» Saved data entries:
____
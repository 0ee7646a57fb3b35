//! LaTeX rendering of amplitude vectors and matrices.
//!
//! Numbers are shown exactly when they are a small rational (`\frac{1}{2}`)
//! or a rational multiple of a small square root (`\frac{\sqrt{2}}{2}`),
//! and as rounded decimals otherwise. Complex values print as `a + b i`.

use ndarray::{ArrayView1, ArrayView2, Axis, aview1};
use num_complex::Complex64;

const TOLERANCE: f64 = 1e-9;
const MAX_DENOMINATOR: i64 = 50;
const SURDS: [i64; 5] = [2, 3, 5, 6, 7];

/// Rendering options.
#[derive(Debug, Clone)]
pub struct LatexOptions {
    /// Text placed on its own line before the matrix.
    pub prefix: String,
    /// Decimal places kept before recognizing exact forms.
    pub precision: usize,
    /// Rows and columns shown before eliding the middle. Values below 2
    /// are treated as 2.
    pub max_size: usize,
}

impl Default for LatexOptions {
    fn default() -> Self {
        Self {
            prefix: String::new(),
            precision: 10,
            max_size: 8,
        }
    }
}

impl LatexOptions {
    #[must_use]
    pub fn with_prefix(mut self, prefix: impl Into<String>) -> Self {
        self.prefix = prefix.into();
        self
    }

    #[must_use]
    pub fn with_precision(mut self, precision: usize) -> Self {
        self.precision = precision;
        self
    }

    #[must_use]
    pub fn with_max_size(mut self, max_size: usize) -> Self {
        self.max_size = max_size.max(2);
        self
    }
}

/// Render `values` as a one-row `bmatrix` wrapped in `$$ … $$`.
///
/// ```rust
/// use num_complex::Complex64;
///
/// let half = Complex64::new(0.5, 0.0);
/// let latex = ketlab_viz::array_to_latex(&[half, half], r"\text{Statevector} = ");
/// assert!(latex.contains(r"\frac{1}{2} & \frac{1}{2}"));
/// ```
pub fn array_to_latex(values: &[Complex64], prefix: &str) -> String {
    let options = LatexOptions::default().with_prefix(prefix);
    matrix_to_latex(aview1(values).insert_axis(Axis(0)), &options)
}

/// Render a matrix as a `bmatrix` wrapped in `$$ … $$`.
pub fn matrix_to_latex(matrix: ArrayView2<'_, Complex64>, options: &LatexOptions) -> String {
    let max = options.max_size.max(2);
    let mut out = format!("$$\n{}\n\\begin{{bmatrix}}\n", options.prefix);

    let rows: Vec<_> = matrix.axis_iter(Axis(0)).collect();
    let render_row = |row: &ArrayView1<'_, Complex64>| {
        let cells: Vec<String> = row.iter().map(|z| num_to_latex(*z, options.precision)).collect();
        let mut line = if cells.len() <= max {
            join_cells(&cells)
        } else {
            let tail = max.div_ceil(2) - 1;
            let mut line = join_cells(&cells[..max / 2]);
            line.push_str("& \\cdots & ");
            line.push_str(&join_cells(&cells[cells.len() - tail..]));
            line
        };
        line.push_str(" \\\\\n ");
        line
    };

    if rows.len() <= max {
        for row in &rows {
            out.push_str(&render_row(row));
        }
    } else {
        let tail = max.div_ceil(2) - 1;
        for row in &rows[..max / 2] {
            out.push_str(&render_row(row));
        }
        out.push_str("\\vdots \\\\\n ");
        for row in &rows[rows.len() - tail..] {
            out.push_str(&render_row(row));
        }
    }

    out.push_str("\\end{bmatrix}\n$$");
    out
}

/// Each cell followed by ` & `, minus the final `& `.
fn join_cells(cells: &[String]) -> String {
    let mut line: String = cells.iter().map(|c| format!("{c} & ")).collect();
    line.truncate(line.len().saturating_sub(2));
    line
}

/// Exact or decimal form of a non-negative real.
#[derive(Debug, Clone)]
enum Magnitude {
    Rational(i64, i64),
    /// `p √k / q`
    Surd(i64, i64, i64),
    Decimal(String),
}

impl Magnitude {
    fn of(x: f64, precision: usize) -> Self {
        if let Some((p, q)) = as_rational(x) {
            return Magnitude::Rational(p, q);
        }
        for k in SURDS {
            if let Some((p, q)) = as_rational(x / (k as f64).sqrt()) {
                return Magnitude::Surd(p, q, k);
            }
        }
        Magnitude::Decimal(decimal(x, precision))
    }

    /// LaTeX with an optional unit (`i`) folded into the numerator.
    fn latex(&self, unit: Option<&str>) -> String {
        let attach = |head: String| match unit {
            Some(u) => format!("{head} {u}"),
            None => head,
        };
        match self {
            Magnitude::Rational(p, q) => {
                let numer = match (p, unit) {
                    (1, Some(u)) => u.to_string(),
                    _ => attach(p.to_string()),
                };
                frac(numer, *q)
            }
            Magnitude::Surd(p, q, k) => {
                let root = format!("\\sqrt{{{k}}}");
                let numer = if *p == 1 { attach(root) } else { attach(format!("{p} {root}")) };
                frac(numer, *q)
            }
            Magnitude::Decimal(s) => attach(s.clone()),
        }
    }
}

fn frac(numer: String, denom: i64) -> String {
    if denom == 1 {
        numer
    } else {
        format!("\\frac{{{numer}}}{{{denom}}}")
    }
}

/// Smallest-denominator fraction within tolerance of `x`.
fn as_rational(x: f64) -> Option<(i64, i64)> {
    (1..=MAX_DENOMINATOR).find_map(|q| {
        let scaled = x * q as f64;
        let p = scaled.round();
        ((scaled - p).abs() < TOLERANCE && p != 0.0).then_some((p as i64, q))
    })
}

fn decimal(x: f64, precision: usize) -> String {
    let s = format!("{x:.precision$}");
    if s.contains('.') {
        s.trim_end_matches('0').trim_end_matches('.').to_string()
    } else {
        s
    }
}

fn round_to(x: f64, precision: usize) -> f64 {
    let scale = 10f64.powi(i32::try_from(precision).unwrap_or(15).min(15));
    let r = (x * scale).round() / scale;
    if r.abs() < TOLERANCE { 0.0 } else { r }
}

fn signed(negative: bool, body: String) -> String {
    match (negative, body.starts_with('\\')) {
        (false, _) => body,
        (true, true) => format!("- {body}"),
        (true, false) => format!("-{body}"),
    }
}

/// Render one complex number.
pub fn num_to_latex(z: Complex64, precision: usize) -> String {
    let re = round_to(z.re, precision);
    let im = round_to(z.im, precision);

    let real = (re != 0.0).then(|| (re < 0.0, Magnitude::of(re.abs(), precision).latex(None)));
    let imag = (im != 0.0).then(|| (im < 0.0, Magnitude::of(im.abs(), precision).latex(Some("i"))));

    match (real, imag) {
        (None, None) => "0".to_string(),
        (Some((neg, body)), None) | (None, Some((neg, body))) => signed(neg, body),
        (Some((rneg, rbody)), Some((ineg, ibody))) => {
            let op = if ineg { '-' } else { '+' };
            format!("{} {op} {ibody}", signed(rneg, rbody))
        }
    }
}

#[cfg(test)]
mod tests {
    use super::*;
    use ndarray::array;
    use std::f64::consts::FRAC_1_SQRT_2;

    fn re(x: f64) -> Complex64 {
        Complex64::new(x, 0.0)
    }

    #[test]
    fn test_statevector_block() {
        let latex = array_to_latex(&[re(0.5); 4], "\\text{Statevector} = ");
        let expected = "$$\n\\text{Statevector} = \n\\begin{bmatrix}\n\
            \\frac{1}{2} & \\frac{1}{2} & \\frac{1}{2} & \\frac{1}{2}  \\\\\n \
            \\end{bmatrix}\n$$";
        assert_eq!(latex, expected);
    }

    #[test]
    fn test_float_noise_is_absorbed() {
        let h = FRAC_1_SQRT_2 * FRAC_1_SQRT_2;
        assert_eq!(num_to_latex(re(h), 10), "\\frac{1}{2}");
    }

    #[test]
    fn test_real_forms() {
        assert_eq!(num_to_latex(re(0.0), 10), "0");
        assert_eq!(num_to_latex(re(1.0), 10), "1");
        assert_eq!(num_to_latex(re(-1.0), 10), "-1");
        assert_eq!(num_to_latex(re(-0.5), 10), "- \\frac{1}{2}");
        assert_eq!(num_to_latex(re(0.75), 10), "\\frac{3}{4}");
        assert_eq!(num_to_latex(re(FRAC_1_SQRT_2), 10), "\\frac{\\sqrt{2}}{2}");
        assert_eq!(num_to_latex(re(2.0_f64.sqrt()), 10), "\\sqrt{2}");
        assert_eq!(num_to_latex(re(0.75_f64.sqrt()), 10), "\\frac{\\sqrt{3}}{2}");
        assert_eq!(num_to_latex(re(0.123_456_789_1), 5), "0.12346");
    }

    #[test]
    fn test_complex_forms() {
        assert_eq!(num_to_latex(Complex64::new(0.0, 1.0), 10), "i");
        assert_eq!(num_to_latex(Complex64::new(0.0, -0.5), 10), "- \\frac{i}{2}");
        assert_eq!(num_to_latex(Complex64::new(0.5, 0.5), 10), "\\frac{1}{2} + \\frac{i}{2}");
        assert_eq!(
            num_to_latex(Complex64::new(0.5, -FRAC_1_SQRT_2), 10),
            "\\frac{1}{2} - \\frac{\\sqrt{2} i}{2}"
        );
        assert_eq!(num_to_latex(Complex64::new(0.0, 2.0), 10), "2 i");
    }

    #[test]
    fn test_wide_row_is_elided() {
        let values: Vec<_> = (1..=10).map(|n| re(f64::from(n))).collect();
        let latex = array_to_latex(&values, "");
        assert!(latex.contains("1 & 2 & 3 & 4 & \\cdots & 8 & 9 & 10  \\\\"));
    }

    #[test]
    fn test_max_size_below_two_is_clamped() {
        let options = LatexOptions {
            max_size: 0,
            ..LatexOptions::default()
        };
        let single = matrix_to_latex(array![[re(1.0)]].view(), &options);
        assert_eq!(single, "$$\n\n\\begin{bmatrix}\n1  \\\\\n \\end{bmatrix}\n$$");

        let tall = array![[re(1.0)], [re(2.0)], [re(3.0)]];
        let latex = matrix_to_latex(tall.view(), &options);
        assert!(latex.contains("1  \\\\\n \\vdots \\\\\n \\end{bmatrix}"));
        assert!(!latex.contains('3'));
    }

    #[test]
    fn test_matrix_rows() {
        let m = array![[re(1.0), re(0.0)], [re(0.0), re(-1.0)]];
        let latex = matrix_to_latex(m.view(), &LatexOptions::default().with_prefix("Z = "));
        assert_eq!(
            latex,
            "$$\nZ = \n\\begin{bmatrix}\n1 & 0  \\\\\n 0 & -1  \\\\\n \\end{bmatrix}\n$$"
        );
    }
}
____
» ACTIVITY:
All lines above between those holding "return Magnitude::Surd(p, q, k);" and "(true, false) =>", inclusive, must be set down unchanged, and no other line may be included.

» EXPECTED OUTPUT:
                return Magnitude::Surd(p, q, k);
            }
        }
        Magnitude::Decimal(decimal(x, precision))
    }

    /// LaTeX with an optional unit (`i`) folded into the numerator.
    fn latex(&self, unit: Option<&str>) -> String {
        let attach = |head: String| match unit {
            Some(u) => format!("{head} {u}"),
            None => head,
        };
        match self {
            Magnitude::Rational(p, q) => {
                let numer = match (p, unit) {
                    (1, Some(u)) => u.to_string(),
                    _ => attach(p.to_string()),
                };
                frac(numer, *q)
            }
            Magnitude::Surd(p, q, k) => {
                let root = format!("\\sqrt{{{k}}}");
                let numer = if *p == 1 { attach(root) } else { attach(format!("{p} {root}")) };
                frac(numer, *q)
            }
            Magnitude::Decimal(s) => attach(s.clone()),
        }
    }
}

fn frac(numer: String, denom: i64) -> String {
    if denom == 1 {
        numer
    } else {
        format!("\\frac{{{numer}}}{{{denom}}}")
    }
}

/// Smallest-denominator fraction within tolerance of `x`.
fn as_rational(x: f64) -> Option<(i64, i64)> {
    (1..=MAX_DENOMINATOR).find_map(|q| {
        let scaled = x * q as f64;
        let p = scaled.round();
        ((scaled - p).abs() < TOLERANCE && p != 0.0).then_some((p as i64, q))
    })
}

fn decimal(x: f64, precision: usize) -> String {
    let s = format!("{x:.precision$}");
    if s.contains('.') {
        s.trim_end_matches('0').trim_end_matches('.').to_string()
    } else {
        s
    }
}

fn round_to(x: f64, precision: usize) -> f64 {
    let scale = 10f64.powi(i32::try_from(precision).unwrap_or(15).min(15));
    let r = (x * scale).round() / scale;
    if r.abs() < TOLERANCE { 0.0 } else { r }
}

fn signed(negative: bool, body: String) -> String {
    match (negative, body.starts_with('\\')) {
        (false, _) => body,
        (true, true) => format!("- {body}"),
        (true, false) => format!("-{body}"),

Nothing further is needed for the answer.